1

I'm using Streaming API to track a specific user to get all the tweets and retweets. However, as far as I know there's no way to capture retweets of a retweet as it doesn't come up on the streaming API. For example, I'm tracking user A. User B retweet anything of A's tweets, streaming API will be able to capture that. However, if user C sees anything interesting from B's timeline and click retweet, streaming cannot capture that.

I tried using statuses/retweets API to with the id of the tweet that B retweeted from A's tweet and it comes up as empty. So, I'm wondering if there's anyway I can get retweets of a retweet.

The problem I'm having right now is. Let's say A's tweet gets retweets 5k but streaming API only captures 1K because users retweets directly from A's tweets.

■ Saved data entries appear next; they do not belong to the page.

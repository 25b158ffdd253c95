//! Metrics collection and exposition.
//!
//! # Metrics
//! - `ws_client_connect_attempts_total` (counter): transport handles opened
//! - `ws_client_opens_total` (counter): successful opens
//! - `ws_client_reconnects_total` (counter): reconnect timers fired
//! - `ws_client_give_ups_total` (counter): reconnect budgets exhausted
//! - `ws_client_transport_errors_total` (counter): transport error events
//! - `ws_client_liveness_failures_total` (counter): heartbeat found transport dead
//! - `ws_client_heartbeats_sent_total` (counter)
//! - `ws_client_messages_received_total` (counter): payloads delivered to the owner
//! - `ws_client_stale_events_total` (counter): events from superseded handles
//! - `ws_client_connected` (gauge): connections whose transport is open
//!
//! # Design Decisions
//! - Without an installed recorder every call is a no-op
//! - Prometheus exporter is opt-in from the CLI

use std::net::SocketAddr;
use metrics_exporter_prometheus::{BuildError, PrometheusBuilder};

/// Install the Prometheus recorder and its HTTP scrape listener.
pub fn init_metrics(addr: SocketAddr) -> Result<(), BuildError> {
    PrometheusBuilder::new().with_http_listener(addr).install()?;
    tracing::info!(address = %addr, "Metrics endpoint listening");
    Ok(())
}

pub fn record_connect_attempt() {
    metrics::counter!("ws_client_connect_attempts_total").increment(1);
}

pub fn record_open() {
    metrics::counter!("ws_client_opens_total").increment(1);
}

pub fn record_reconnect() {
    metrics::counter!("ws_client_reconnects_total").increment(1);
}

pub fn record_give_up() {
    metrics::counter!("ws_client_give_ups_total").increment(1);
}

pub fn record_transport_error() {
    metrics::counter!("ws_client_transport_errors_total").increment(1);
}

pub fn record_liveness_failure() {
    metrics::counter!("ws_client_liveness_failures_total").increment(1);
}

pub fn record_heartbeat_sent() {
    metrics::counter!("ws_client_heartbeats_sent_total").increment(1);
}

pub fn record_message_received() {
    metrics::counter!("ws_client_messages_received_total").increment(1);
}

pub fn record_stale_event() {
    metrics::counter!("ws_client_stale_events_total").increment(1);
}

/// Each connection adds itself once on open and removes itself once on
/// leaving `Open`.
pub fn record_connected() {
    metrics::gauge!("ws_client_connected").increment(1.0);
}

pub fn record_disconnected() {
    metrics::gauge!("ws_client_connected").decrement(1.0);
}
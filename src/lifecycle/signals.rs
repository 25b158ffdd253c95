//! OS signal handling.
//!
//! # Responsibilities
//! - Resolve when the process is asked to stop (Ctrl+C, SIGTERM)
//!
//! # Design Decisions
//! - Uses Tokio's signal handling (async-safe)
//! - A failed handler registration is logged and that source is ignored

/// Wait for Ctrl+C or, on Unix, SIGTERM.
pub async fn shutdown_signal() {
    let ctrl_c = async {
        if let Err(e) = tokio::signal::ctrl_c().await {
            tracing::error!(error = %e, "Failed to listen for Ctrl+C");
            std::future::pending::<()>().await;
        }
    };

    #[cfg(unix)]
    let terminate = async {
        use tokio::signal::unix::{signal, SignalKind};
        match signal(SignalKind::terminate()) {
            Ok(mut stream) => {
                stream.recv().await;
            }
            Err(e) => {
                tracing::error!(error = %e, "Failed to listen for SIGTERM");
                std::future::pending::<()>().await;
            }
        }
    };

    #[cfg(not(unix))]
    let terminate = std::future::pending::<()>();

    tokio::select! {
        _ = ctrl_c => {}
        _ = terminate => {}
    }

    tracing::info!("Shutdown signal received");
}
//! Structured logging.
//!
//! # Responsibilities
//! - Initialize the tracing subscriber once per process
//! - Honour `RUST_LOG`, falling back to the configured level

use tracing_subscriber::{layer::SubscriberExt, util::SubscriberInitExt, EnvFilter};

/// Install the global subscriber.
///
/// `default_level` applies to this crate when `RUST_LOG` is unset.
pub fn init_logging(default_level: &str) -> Result<(), tracing_subscriber::util::TryInitError> {
    tracing_subscriber::registry()
        .with(
            EnvFilter::try_from_default_env()
                .unwrap_or_else(|_| default_filter(default_level).into()),
        )
        .with(tracing_subscriber::fmt::layer())
        .try_init()
}

fn default_filter(level: &str) -> String {
    format!("resilient_ws={level},echo_server={level},warn")
}

#[cfg(test)]
mod tests {
    use super::*;

    #[test]
    fn default_filter_targets_crate() {
        assert_eq!(
            default_filter("debug"),
            "resilient_ws=debug,echo_server=debug,warn"
        );
        assert!(EnvFilter::try_new(default_filter("info")).is_ok());
    }
}
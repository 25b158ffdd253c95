//! Errors reported to the connection's event handler.

use std::time::Duration;
use thiserror::Error;

/// A failure observed by a resilient connection.
///
/// These are never returned to the caller; they are delivered through
/// `EventHandler::on_error` and the connection recovers on its own.
#[derive(Debug, Clone, Error, PartialEq, Eq)]
pub enum ConnectionError {
    /// The transport reported an error (handshake failure, I/O error, protocol violation).
    #[error("transport error: {0}")]
    Transport(String),

    /// The opening handshake did not complete in time.
    #[error("connect timed out after {0:?}")]
    ConnectTimeout(Duration),

    /// The heartbeat timer fired while the transport was not open.
    #[error("heartbeat found transport not open")]
    HeartbeatTimeout,
}
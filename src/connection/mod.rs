//! Resilient connection subsystem.
//!
//! # Data Flow
//! ```text
//! Owner
//!     → client.rs (send / destroy / status, synchronous)
//!
//! Transport events, heartbeat deadline, reconnect deadline
//!     → driver.rs (one control loop per connection, one event at a time)
//!     → state.rs (lifecycle, ready state, generation)
//!     → handler.rs (owner callbacks)
//! ```
//!
//! # Design Decisions
//! - One logical connection per instance; instances share nothing
//! - Every received message re-arms the heartbeat, not only heartbeats
//! - The reconnect counter resets only on a successful open
//! - Failures never surface as `Err` to the owner; they arrive as callbacks

pub mod client;
mod driver;
pub mod error;
pub mod handler;
pub mod options;
pub mod state;


pub use client::{ConnectionHandle, ResilientConnection};
pub use error::ConnectionError;
pub use handler::{Callbacks, EventHandler};
pub use options::ConnectionConfig;
pub use state::{Generation, Lifecycle, ReadyState};
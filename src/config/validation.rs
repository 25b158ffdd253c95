//! Configuration validation.
//!
//! # Responsibilities
//! - Semantic validation (serde handles syntactic)
//! - Validate the endpoint URL and its scheme
//! - Validate value ranges (intervals and delays > 0)
//!
//! # Design Decisions
//! - Returns all validation errors, not just first
//! - Validation is pure function: ClientConfig → Result<(), Vec<ValidationError>>
//! - Runs before config is turned into connection options

use std::net::SocketAddr;
use thiserror::Error;
use url::Url;

use crate::config::schema::{BackoffStrategy, ClientConfig};

/// A single semantic problem in a configuration.
#[derive(Debug, Clone, Error, PartialEq, Eq)]
pub enum ValidationError {
    #[error("connection.url '{url}' is not a valid URL: {reason}")]
    InvalidUrl { url: String, reason: String },

    #[error("connection.url scheme must be ws or wss, got '{0}'")]
    UnsupportedScheme(String),

    #[error("{0} must be greater than zero")]
    Zero(&'static str),

    #[error("heartbeat.payload must not be empty when heartbeat is enabled")]
    EmptyHeartbeatPayload,

    #[error("reconnect.max_delay_secs ({max}) must not be below reconnect.delay_secs ({base})")]
    DelayCapBelowBase { base: u64, max: u64 },

    #[error("observability.metrics_address '{0}' is not a socket address")]
    InvalidMetricsAddress(String),
}

/// Check a configuration, collecting every problem found.
pub fn validate_config(config: &ClientConfig) -> Result<(), Vec<ValidationError>> {
    let mut errors = Vec::new();

    match Url::parse(&config.connection.url) {
        Ok(url) if matches!(url.scheme(), "ws" | "wss") => {}
        Ok(url) => errors.push(ValidationError::UnsupportedScheme(url.scheme().to_string())),
        Err(e) => errors.push(ValidationError::InvalidUrl {
            url: config.connection.url.clone(),
            reason: e.to_string(),
        }),
    }

    if config.connection.connect_timeout_secs == 0 {
        errors.push(ValidationError::Zero("connection.connect_timeout_secs"));
    }

    if config.heartbeat.enabled {
        if config.heartbeat.interval_secs == 0 {
            errors.push(ValidationError::Zero("heartbeat.interval_secs"));
        }
        if config.heartbeat.payload.is_empty() {
            errors.push(ValidationError::EmptyHeartbeatPayload);
        }
    }

    if config.reconnect.delay_secs == 0 {
        errors.push(ValidationError::Zero("reconnect.delay_secs"));
    }
    if config.reconnect.strategy == BackoffStrategy::Exponential
        && config.reconnect.max_delay_secs < config.reconnect.delay_secs
    {
        errors.push(ValidationError::DelayCapBelowBase {
            base: config.reconnect.delay_secs,
            max: config.reconnect.max_delay_secs,
        });
    }

    if config.observability.metrics_enabled
        && config.observability.metrics_address.parse::<SocketAddr>().is_err()
    {
        errors.push(ValidationError::InvalidMetricsAddress(
            config.observability.metrics_address.clone(),
        ));
    }

    if errors.is_empty() {
        Ok(())
    } else {
        Err(errors)
    }
}

#[cfg(test)]
mod tests {
    use super::*;

    #[test]
    fn defaults_are_valid() {
        assert_eq!(validate_config(&ClientConfig::default()), Ok(()));
    }

    #[test]
    fn rejects_non_websocket_scheme() {
        let mut config = ClientConfig::default();
        config.connection.url = "http://127.0.0.1:9001/ws".to_string();
        assert_eq!(
            validate_config(&config),
            Err(vec![ValidationError::UnsupportedScheme("http".to_string())])
        );
    }

    #[test]
    fn collects_every_error() {
        let mut config = ClientConfig::default();
        config.connection.url = "not a url".to_string();
        config.heartbeat.interval_secs = 0;
        config.heartbeat.payload.clear();
        config.reconnect.delay_secs = 0;

        let errors = validate_config(&config).unwrap_err();
        assert_eq!(errors.len(), 4);
        assert!(matches!(errors[0], ValidationError::InvalidUrl { .. }));
        assert!(errors.contains(&ValidationError::Zero("heartbeat.interval_secs")));
        assert!(errors.contains(&ValidationError::EmptyHeartbeatPayload));
        assert!(errors.contains(&ValidationError::Zero("reconnect.delay_secs")));
    }

    #[test]
    fn heartbeat_fields_ignored_when_disabled() {
        let mut config = ClientConfig::default();
        config.heartbeat.enabled = false;
        config.heartbeat.interval_secs = 0;
        config.heartbeat.payload.clear();
        assert_eq!(validate_config(&config), Ok(()));
    }

    #[test]
    fn exponential_cap_must_cover_base() {
        let mut config = ClientConfig::default();
        config.reconnect.strategy = BackoffStrategy::Exponential;
        config.reconnect.delay_secs = 30;
        config.reconnect.max_delay_secs = 10;
        assert_eq!(
            validate_config(&config),
            Err(vec![ValidationError::DelayCapBelowBase { base: 30, max: 10 }])
        );
    }

    #[test]
    fn metrics_address_checked_only_when_enabled() {
        let mut config = ClientConfig::default();
        config.observability.metrics_address = "nowhere".to_string();
        assert_eq!(validate_config(&config), Ok(()));

        config.observability.metrics_enabled = true;
        assert_eq!(
            validate_config(&config),
            Err(vec![ValidationError::InvalidMetricsAddress("nowhere".to_string())])
        );
    }
}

However, the rest 4K retweets are from the followers of A which streaming cannot capture that.

Here's my code for streaming API.

#!/usr/bin/env python
#Import the necessary methods from tweepy library
from tweepy.streaming import StreamListener
from tweepy import OAuthHandler
from tweepy import Stream
import json
from pymongo import MongoClient

from sweepy.get_config import get_config

config = get_config()

MONGO_URL = config.get('MONGO_URL')
MONGO_PORT = config.get('MONGO_PORT')
MONGO_USERNAME = config.get('MONGO_USERNAME')
MONGO_PASSWORD = config.get('MONGO_PASSWORD')

connection = MongoClient(MONGO_URL, int(MONGO_PORT))
db = connection['tweets']

  # MongoLab has authentication
db.authenticate(MONGO_USERNAME, MONGO_PASSWORD)

#Variables that contains the user credentials to access Twitter API
consumer_key = config.get('STREAM_TWITTER_CONSUMER_KEY')
consumer_secret = config.get('STREAM_TWITTER_CONSUMER_SECRET')
access_token = config.get('STREAM_TWITTER_ACCESS_TOKEN')
access_token_secret = config.get('STREAM_TWITTER_ACCESS_TOKEN_SECRET')

#This is a basic listener that just prints received tweets to stdout.
class StdOutListener(StreamListener):

    def on_data(self, data):
        mydata = json.loads(data)
        db.raw_tweets.insert_one(mydata)
        return True

    def on_error(self, status):
        mydata = json.loads(status)
        db.error_tweets.insert_one(mydata)


if __name__ == '__main__':

    #This handles Twitter authetification and the connection to Twitter Streaming API
    l = StdOutListener()
    auth = OAuthHandler(consumer_key, consumer_secret)
    auth.set_access_token(access_token, access_token_secret)
    stream = Stream(auth, l)

    #This line filter Twitter Streams to capture data by the keywords: 'python', 'javascript', 'ruby'
    stream.filter(follow=['121817564'])
toy
  • 11,711
  • 24
  • 93
  • 176
  • Did you ever solve this? this is pretty much the exact question I was coming here to ask and I'd like to know if you ever found a way to do what you wanted. – dsollen Jun 25 '20 at 18:35

1 Answers1

0

This is not an answer but it is far too long for a comment...

There is something I haven't understood in your question, maybe it is not quite ok: the point I'm going to make is that if a tweet from A gets 5k retweets, the streaming api could potentially get them all (but in practice you get a sample, depending also on your endpoint, certification status, etc).

Let's see: if B retweets A, could do it in two ways (1) posting a new text and (2) not posting anything, just retweeting.

In case (2), any C retweeting B's tweet would be just as if it was a retweet of A: A's retweet count is updated, and you will get it in the streaming api.

However in case (1), if C is following B as sees the tweet, C can retweet in 2 ways: (1.1) if C just retweets the tweet from B, then A's tweet count will not be updated and the streaming api will not get it, but (1.2) if C clicks on A message and retweets that, then it is just like case (2).

So, if your problem is just about being congruent with the number of retweets of A tweet, the issue will not be retweets of the retweet but the limitations of the streaming api. However, if you would like to get the retweets as in case (1.1), I don't have an answer for that.

Hope it helps.

lrnzcig
  • 3,868
  • 4
  • 36
  • 50